Butterworth takes several pages from “Of Mice and Men” to fashion the character of the sweet but ultimately lethal English dunce Tom Kettle, who lives on the farm after having been discovered there at age 12 covered in “shite.” Just like that giant gentle Lenny, Tom Kettle (his first name alone is never enough to get his attention) pulls a rabbit out of his coat and even saves the harvest-day feast by walking on stage with a live goose.

Despite the horrors of living through the Troubles, the Carney kids appear to be in an adorability contest with the Von Trapp family. They never fight, throw tantrums and even the baby doesn’t cry (at least not at the performance I attended). At one point, when the harvest dinner flies the goose coop because somebody forgot to lock the barn door, Da Quinn goes so far as to line them up in a military formation very reminiscent of Christopher Plummer’s. The way this family is behaving you’d think they were living through the Cutes.

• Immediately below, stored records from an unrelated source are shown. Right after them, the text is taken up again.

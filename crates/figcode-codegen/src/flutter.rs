//! Flutter widget-property translators.
//!
//! Emits `name: value, ` property fragments for one node. Each fragment ends
//! with `, ` so the external driver can splice them into a widget constructor
//! call in any order.

use figcode_node::{
    Color, ContainerNode, Effect, LayoutAlign, LayoutMode, ShadowEffect, SizingMode, StrokeAlign,
    VisualNode,
};

use crate::{format_number, most_frequent, CodegenError};

/// A `boxShadow` list for the first visible drop shadow, or an empty string
/// when the node has none. Inner shadows and blurs never qualify.
pub fn box_shadow(node: &VisualNode) -> String {
    match first_drop_shadow(node.effects()) {
        Some(shadow) => format!(
            "boxShadow: [ BoxShadow(color: Color({}), blurRadius: {}, offset: Offset({}, {}), ), ], ",
            color_hex(&shadow.color),
            format_number(shadow.radius),
            format_number(shadow.offset.x),
            format_number(shadow.offset.y),
        ),
        None => String::new(),
    }
}

/// Material `elevation` and shadow `color` fragments approximating the first
/// visible drop shadow. Elevation reuses the blur radius directly; there is
/// no separate physical model. Both fragments are empty when no drop shadow
/// qualifies — inner shadows have no elevation analogue.
pub fn elevation_and_shadow_color(node: &VisualNode) -> (String, String) {
    match first_drop_shadow(node.effects()) {
        Some(shadow) => (
            format!("elevation: {}, ", format_number(shadow.radius)),
            format!("color: Color({}), ", color_hex(&shadow.color)),
        ),
        None => (String::new(), String::new()),
    }
}

/// `width`/`height` fragments in logical pixels. Flutter consumes the raw
/// dimension, so no scale table is involved; the stroke and container rules
/// match the Tailwind sizing translator.
pub fn size_props(node: &VisualNode) -> String {
    // when the child has the same size as the parent, don't set the size twice
    if let VisualNode::Container(frame) = node {
        if let [child] = frame.children.as_slice() {
            if child.width() == frame.width && child.height() != 0.0 && frame.height != 0.0 {
                return String::new();
            }
        }
    }

    let mut node_height = node.height();
    let mut node_width = node.width();

    // OUTSIDE and CENTER strokes paint beyond the nominal bounds; grow the
    // emitted size to match the rendered box. The strokes check matters:
    // strokeWeight can be set even without strokes.
    if !node.strokes().is_empty() {
        match node.stroke_align() {
            StrokeAlign::Outside => {
                node_height += node.stroke_weight() * 2.0;
                node_width += node.stroke_weight() * 2.0;
            }
            StrokeAlign::Center => {
                node_height += node.stroke_weight();
                node_width += node.stroke_weight();
            }
            StrokeAlign::Inside => {}
        }
    }

    let prop_height = format!("height: {}, ", format_number(node_height));
    let prop_width = format!("width: {}, ", format_number(node_width));

    match node {
        VisualNode::Container(frame) => match frame.counter_axis_sizing_mode {
            SizingMode::Auto => String::new(),
            SizingMode::Fixed => match frame.layout_mode {
                LayoutMode::Horizontal => prop_height,
                LayoutMode::Vertical => prop_width,
                LayoutMode::None => format!("{prop_width}{prop_height}"),
            },
        },
        VisualNode::Plain(_) => format!("{prop_width}{prop_height}"),
    }
}

/// The flow widget opener for an auto-layout container: `Row(` or `Column(`,
/// sized to its content, plus a counter-axis alignment when the children's
/// most frequent alignment is not `MIN`. The driver appends the
/// `children: [...]` list and closes the call; spacing between children is
/// its job (SizedBox spacers).
pub fn row_column_props(node: &ContainerNode) -> Result<String, CodegenError> {
    let row_or_column = if node.layout_mode == LayoutMode::Horizontal {
        "Row("
    } else {
        "Column("
    };

    let aligns: Vec<LayoutAlign> = node.children.iter().map(|c| c.layout_align()).collect();
    let alignment = if *most_frequent(&aligns)? == LayoutAlign::Min {
        ""
    } else {
        "crossAxisAlignment: CrossAxisAlignment.center, "
    };

    Ok(format!(
        "{row_or_column}mainAxisSize: MainAxisSize.min, {alignment}"
    ))
}

/// Pack a float RGBA color into Flutter's `0xAARRGGBB` literal form.
///
/// Channels floor to [0, 255]: alpha 0.25 packs as `3f` (63), not `40`.
pub fn color_hex(color: &Color) -> String {
    format!(
        "0x{:02x}{:02x}{:02x}{:02x}",
        channel(color.a),
        channel(color.r),
        channel(color.g),
        channel(color.b),
    )
}

fn channel(value: f64) -> u8 {
    (value * 255.0).floor().clamp(0.0, 255.0) as u8
}

/// The first visible drop shadow in an effect list, if any. Ordering is the
/// host's; multiple shadows are not merged.
fn first_drop_shadow(effects: &[Effect]) -> Option<&ShadowEffect> {
    effects.iter().find_map(|effect| match effect {
        Effect::DropShadow(shadow) if shadow.visible => Some(shadow),
        _ => None,
    })
}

There’s some method to recalling Rodgers and Hammerstein. Traumatized by the IRA, Quinn has attempted to create a safe haven for his brood, even though the bloody reality is never far away. Aunt Maggie Far Away (Butterworth is very pointed with his names) tells the Carney kids their future, that is, when she isn’t totally catatonic or having visions of violence, which isn’t much of a prophecy considering it’s 1981 in Northern Island. Aunt Maggie’s dementia is even more theatrical, not to mention unbelievable, than that of Mare Winningham’s wise crazy lady in “Girl From the North Country.”

The Carney children are also entertained by their storytelling Uncle Patrick, who channels the best of Barry Fitzgerald when he isn’t quoting from Virgil to explain Butterworth’s title. “They are the unburied; the ferryman is Charon; he may not carry them from the fearful shore on the harsh waters before their bones are at rest in the earth.” It’s always helpful to have a classics-quoting old uncle around the house to give a play profundity.

Butterworth and Mendes know how to whip up the good times and just as quickly send them crashing down. No sooner does the Carney harvest feast turn into a rip-roaring number out of “Riverdance” than Aunt Pat walks in to deliver the latest news on the death count of those imprisoned, hunger-striking IRA members (Bobby Sands, among them).

“The Ferryman” moves like an express, in part because we see its oars churning, even those that are borrowed. There’s nothing subtle about it, and that includes most of the big, broad and often very busy performances that the Tony Awards like to honor.

Where “The Ferryman” enters a totally original space is its thrilling third act, when those Corcoran nephews take center stage to recall attending Bobby Sands’ funeral and falling under the influence the IRA.

Mendes has said of Butterworth’s characters, “There are no good guys or bad guys. It is only shades of grey.” That said, the IRA’s Muldoon (Stuart Graham) is the very darkest shade of grey. He’s so evil that he’s got just one name. Muldoon makes quiet but loaded appearance in the first two acts, but it is the Corcoran boys’ description of him and his tactics that resonates in Act 3, and leads directly to a denouement out of Thomas Middleton. Act 3 also resolves, with great poignancy, Caitlin’s chaste love life.

Early in “The Ferryman,” Aunt Patricia turn up her radio so everyone can listen to the much-despised Margaret Thatcher trash the hunger strikers, the prime minister saying “crime is crime is crime.” In the end, that appears also to be Butterworth’s view. His play has yet to be staged in Ireland. One can only wonder at its reception there.